Cardiovascular disease (CVD) is a major global health burden. Current risk assessment models (e.g., Framingham, QRISK) rely heavily on blood biochemistry data, which limits their applicability when electronic health record (EHR) data is incomplete. The 12-lead resting electrocardiogram (ECG) is a rapid, non-invasive, and highly accessible screening tool. Recent advancements in artificial intelligence (AI), specifically deep learning networks (such as ResNet), have demonstrated superior automatic feature extraction capabilities from ECG signals for predicting CVD risks.

This national multi-center retrospective study aims to evaluate the efficacy of a standalone Medical Device Software (SaMD), the Chang Gung ECG Mortality Risk Prediction Software. The core algorithm utilizes a 1D-ResNet-18 convolutional neural network to analyze 10-second, 12-lead resting ECG digital signals (sampled at 500Hz with a 60Hz AC filter). The software outputs a one-year mortality risk probability related to cardiac conditions to assist physicians in non-acute clinical settings.

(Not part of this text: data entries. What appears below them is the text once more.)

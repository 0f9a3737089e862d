//! The `CustomerStore` trait.
//!
//! The trait is implemented by storage backends (e.g. `afi-store-sqlite`).
//! Higher layers depend on this abstraction, not on any concrete backend.

use std::future::Future;

use crate::customer::{Customer, CustomerId, Submission};

/// Abstraction over a customer repository.
///
/// Records are only ever written whole: `insert` creates a row from a
/// submission, `update` replaces the submission fields of an existing row.
/// Neither validates; callers are expected to have done that already.
pub trait CustomerStore: Send + Sync {
  type Error: std::error::Error + Send + Sync + 'static;

  /// Persist a new customer. The identifier and `created` timestamp are
  /// assigned by the store.
  fn insert(
    &self,
    submission: Submission,
  ) -> impl Future<Output = Result<Customer, Self::Error>> + Send + '_;

  /// Replace the submission fields of `customer.customer_id` and return the
  /// stored record. The `created` timestamp is never changed.
  fn update(
    &self,
    customer: Customer,
  ) -> impl Future<Output = Result<Customer, Self::Error>> + Send + '_;

  /// Retrieve a customer by identifier. Returns `None` if not found.
  fn get(
    &self,
    id: CustomerId,
  ) -> impl Future<Output = Result<Option<Customer>, Self::Error>> + Send + '_;

  /// List every customer in identifier order.
  fn list(&self) -> impl Future<Output = Result<Vec<Customer>, Self::Error>> + Send + '_;
}
//! AFI registration server binary.
//!
//! Reads `config.toml` (or the path specified with `--config`), opens the
//! SQLite store, and serves the JSON API over HTTP.

use std::{path::PathBuf, sync::Arc};

use afi_core::service::CustomerService;
use afi_server::{ServerConfig, expand_tilde};
use afi_store_sqlite::SqliteStore;
use anyhow::Context as _;
use clap::Parser;
use tokio::net::TcpListener;
use tracing::level_filters::LevelFilter;
use tracing_subscriber::EnvFilter;

#[derive(Parser)]
#[command(author, version, about = "AFI customer registration server")]
struct Cli {
  /// Path to the TOML configuration file.
  #[arg(short, long, default_value = "config.toml")]
  config: PathBuf,
}

#[tokio::main]
async fn main() -> anyhow::Result<()> {
  // Initialise tracing.
  tracing_subscriber::fmt()
    .with_env_filter(
      EnvFilter::builder()
        .with_default_directive(LevelFilter::INFO.into())
        .from_env_lossy(),
    )
    .init();

  let cli = Cli::parse();

  let server_cfg = ServerConfig::load(&cli.config)
    .with_context(|| format!("failed to load configuration from {:?}", cli.config))?;

  let database_path = expand_tilde(&server_cfg.database_path);

  let store = SqliteStore::open(&database_path)
    .await
    .with_context(|| format!("failed to open store at {database_path:?}"))?;

  let app = afi_server::router(CustomerService::new(Arc::new(store)));
  let address = server_cfg.address();

  tracing::info!("Listening on http://{address}");
  let listener = TcpListener::bind(&address)
    .await
    .with_context(|| format!("failed to bind {address}"))?;

  axum::serve(listener, app).await.context("server error")?;

  Ok(())
}
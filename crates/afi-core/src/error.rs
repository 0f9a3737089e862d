//! Error types for `afi-core`.

use thiserror::Error;

#[derive(Debug, Error)]
pub enum Error {
  /// No submission was supplied at all. Distinct from a submission that
  /// fails validation, which is reported through a
  /// [`ValidationOutcome`](crate::validate::ValidationOutcome).
  #[error("customer submission is required")]
  MissingSubmission,

  #[error("serialization error: {0}")]
  Serialization(#[from] serde_json::Error),
}

pub type Result<T, E = Error> = std::result::Result<T, E>;
//! Frame representation and the multipart codec.
//!
//! A [`Frame`] is an opaque byte sequence; a message is a non-empty `Vec` of
//! frames. The codec is generic over `AsyncRead`/`AsyncWrite` so it can be
//! exercised without sockets; [`crate::connection`] applies it to TCP halves.

use crate::error::WireError;
use crate::MAX_FRAME_LEN;
use bytes::{BufMut, Bytes, BytesMut};
use tokio::io::{AsyncRead, AsyncReadExt, AsyncWrite, AsyncWriteExt};

/// One frame of a multipart message.
pub type Frame = Bytes;

/// Flags bit marking that more frames follow in the same message.
const MORE: u8 = 0x01;

/// Bytes of header preceding each frame payload: flags + u32 length.
const HEADER_LEN: usize = 5;

/// The zero-length delimiter frame.
pub fn empty_frame() -> Frame {
    Bytes::new()
}

/// Encode a `u64` as a fixed 8-byte big-endian frame.
pub fn u64_frame(value: u64) -> Frame {
    Bytes::copy_from_slice(&value.to_be_bytes())
}

/// Decode a fixed 8-byte big-endian integer frame.
pub fn frame_as_u64(frame: &Frame) -> Result<u64, WireError> {
    let bytes: [u8; 8] = frame
        .as_ref()
        .try_into()
        .map_err(|_| WireError::BadLength { len: frame.len() })?;
    Ok(u64::from_be_bytes(bytes))
}

/// Write one multipart message.
///
/// The whole message is serialized into a single buffer and written with one
/// call, so concurrent writers on *different* sockets never interleave and a
/// partially written message is only possible on socket failure.
pub async fn write_message<W>(writer: &mut W, frames: &[Frame]) -> Result<(), WireError>
where
    W: AsyncWrite + Unpin,
{
    debug_assert!(!frames.is_empty(), "a message has at least one frame");

    // Enforce the same bound the reader does, so an oversized frame fails
    // here instead of desyncing the peer's stream.
    for frame in frames {
        if frame.len() > MAX_FRAME_LEN {
            return Err(WireError::FrameTooLarge {
                len: frame.len(),
                max: MAX_FRAME_LEN,
            });
        }
    }

    let total: usize = frames.iter().map(|f| HEADER_LEN + f.len()).sum();
    let mut buf = BytesMut::with_capacity(total);
    let last = frames.len() - 1;
    for (i, frame) in frames.iter().enumerate() {
        buf.put_u8(if i < last { MORE } else { 0 });
        buf.put_u32(frame.len() as u32);
        buf.put_slice(frame);
    }

    writer.write_all(&buf).await?;
    writer.flush().await?;
    Ok(())
}

/// Read one multipart message.
///
/// Returns `Ok(None)` on a clean end-of-stream, i.e. the peer closed the
/// socket on a message boundary. A close partway through a message is
/// [`WireError::ConnectionClosed`].
pub async fn read_message<R>(reader: &mut R) -> Result<Option<Vec<Frame>>, WireError>
where
    R: AsyncRead + Unpin,
{
    let mut frames = Vec::new();
    loop {
        let header = match read_header(reader).await? {
            Some(header) => header,
            None if frames.is_empty() => return Ok(None),
            None => return Err(WireError::ConnectionClosed),
        };
        let (more, len) = header;
        if len > MAX_FRAME_LEN {
            return Err(WireError::FrameTooLarge {
                len,
                max: MAX_FRAME_LEN,
            });
        }

        let mut payload = vec![0u8; len];
        reader
            .read_exact(&mut payload)
            .await
            .map_err(eof_as_closed)?;
        frames.push(Bytes::from(payload));

        if !more {
            return Ok(Some(frames));
        }
    }
}

/// Read a frame header, distinguishing end-of-stream from a short read.
async fn read_header<R>(reader: &mut R) -> Result<Option<(bool, usize)>, WireError>
where
    R: AsyncRead + Unpin,
{
    let mut flags = [0u8; 1];
    match reader.read_exact(&mut flags).await {
        Ok(_) => {}
        Err(e) if e.kind() == std::io::ErrorKind::UnexpectedEof => return Ok(None),
        Err(e) => return Err(e.into()),
    }

    let mut len = [0u8; 4];
    reader.read_exact(&mut len).await.map_err(eof_as_closed)?;
    Ok(Some((flags[0] & MORE != 0, u32::from_be_bytes(len) as usize)))
}

/// EOF once a message has started means the peer vanished mid-message.
fn eof_as_closed(e: std::io::Error) -> WireError {
    if e.kind() == std::io::ErrorKind::UnexpectedEof {
        WireError::ConnectionClosed
    } else {
        WireError::Io(e)
    }
}

#[cfg(test)]
mod tests {
    use super::*;

    #[tokio::test]
    async fn test_round_trip_preserves_frames() {
        let (mut client, mut server) = tokio::io::duplex(1024);

        let message = vec![
            empty_frame(),
            u64_frame(0xDEAD_BEEF),
            Bytes::from_static(b"ping"),
        ];
        write_message(&mut client, &message).await.unwrap();

        let received = read_message(&mut server).await.unwrap().unwrap();
        assert_eq!(received, message);
    }

    #[tokio::test]
    async fn test_empty_frames_survive() {
        let (mut client, mut server) = tokio::io::duplex(64);

        let message = vec![empty_frame(), empty_frame(), empty_frame()];
        write_message(&mut client, &message).await.unwrap();

        let received = read_message(&mut server).await.unwrap().unwrap();
        assert_eq!(received.len(), 3);
        assert!(received.iter().all(Bytes::is_empty));
    }

    #[tokio::test]
    async fn test_messages_do_not_bleed_into_each_other() {
        let (mut client, mut server) = tokio::io::duplex(1024);

        write_message(&mut client, &[Bytes::from_static(b"one")])
            .await
            .unwrap();
        write_message(
            &mut client,
            &[Bytes::from_static(b"two"), Bytes::from_static(b"frames")],
        )
        .await
        .unwrap();

        let first = read_message(&mut server).await.unwrap().unwrap();
        assert_eq!(first, vec![Bytes::from_static(b"one")]);

        let second = read_message(&mut server).await.unwrap().unwrap();
        assert_eq!(second.len(), 2);
        assert_eq!(second[1], Bytes::from_static(b"frames"));
    }

    #[tokio::test]
    async fn test_clean_eof_is_end_of_stream() {
        let (client, mut server) = tokio::io::duplex(64);
        drop(client);

        assert!(read_message(&mut server).await.unwrap().is_none());
    }

    #[tokio::test]
    async fn test_eof_mid_message_is_an_error() {
        let (mut client, mut server) = tokio::io::duplex(1024);

        // First frame claims more will follow, then the writer disappears.
        let mut buf = BytesMut::new();
        buf.put_u8(MORE);
        buf.put_u32(2);
        buf.put_slice(b"ab");
        client.write_all(&buf).await.unwrap();
        drop(client);

        let err = read_message(&mut server).await.unwrap_err();
        assert!(matches!(err, WireError::ConnectionClosed));
    }

    #[tokio::test]
    async fn test_oversized_frame_rejected_on_write() {
        let (mut client, _server) = tokio::io::duplex(64);

        let oversized = Bytes::from(vec![0u8; MAX_FRAME_LEN + 1]);
        let err = write_message(&mut client, &[oversized]).await.unwrap_err();
        assert!(matches!(err, WireError::FrameTooLarge { .. }));
    }

    #[tokio::test]
    async fn test_oversized_frame_rejected_on_read() {
        let (mut client, mut server) = tokio::io::duplex(64);

        let mut buf = BytesMut::new();
        buf.put_u8(0);
        buf.put_u32(u32::MAX);
        client.write_all(&buf).await.unwrap();

        let err = read_message(&mut server).await.unwrap_err();
        assert!(matches!(err, WireError::FrameTooLarge { .. }));
    }

    #[test]
    fn test_u64_frame_round_trip() {
        let frame = u64_frame(42);
        assert_eq!(frame.len(), 8);
        assert_eq!(frame_as_u64(&frame).unwrap(), 42);

        let frame = u64_frame(u64::MAX);
        assert_eq!(frame_as_u64(&frame).unwrap(), u64::MAX);
    }

    #[test]
    fn test_u64_frame_bad_length() {
        let err = frame_as_u64(&Bytes::from_static(b"short")).unwrap_err();
        assert!(matches!(err, WireError::BadLength { len: 5 }));
    }
}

Study Methodology The study will retrospectively collect and de-identify electronic health records and ECG data (from August 2011 to September 2024) across three institutions in Taiwan: Tri-Service General Hospital, Kaohsiung Armed Forces General Hospital, and Taipei Municipal Wanfang Hospital. Only the first eligible ECG per patient is included to prevent intra-individual bias.

The AI model's predictions will be compared against the actual one-year mortality outcomes. To ensure interpretability, cardiologists with over 5 years of clinical experience will review high-risk predictions using Gradient-weighted Class Activation Mapping (Grad-CAM). A prediction is considered correct only if both the risk assessment and the Grad-CAM localization are clinically reasonable.

Statistical Analysis The study employs a one-tailed superiority design with a significance level of 0.05. The null hypothesis states that the Area Under the Receiver Operating Characteristic Curve (AUC) is ≤ 0.80, while the alternative hypothesis targets an AUC > 0.80. Subgroup analyses will be conducted based on age distributions (e.g., 20-40, 41-60, >60 years) and specific cardiac etiologies (e.g., arrhythmias, myocardial infarction, heart failure) using DeLong's test to evaluate the model's predictive performance across different demographic and clinical scenarios.

Data Privacy and Federated Learning All patient data will be strictly de-identified according to HIPAA guidelines and analyzed within closed, secure intra-hospital networks. If the initial validation fails to meet the expected performance (AUC > 0.80), a federated learning approach will be initiated using a horizontal architecture. A maximum of 10% of the dataset will be used for model fine-tuning, after which the updated model will be independently re-validated using untouched data to ensure robustness and prevent data contamination.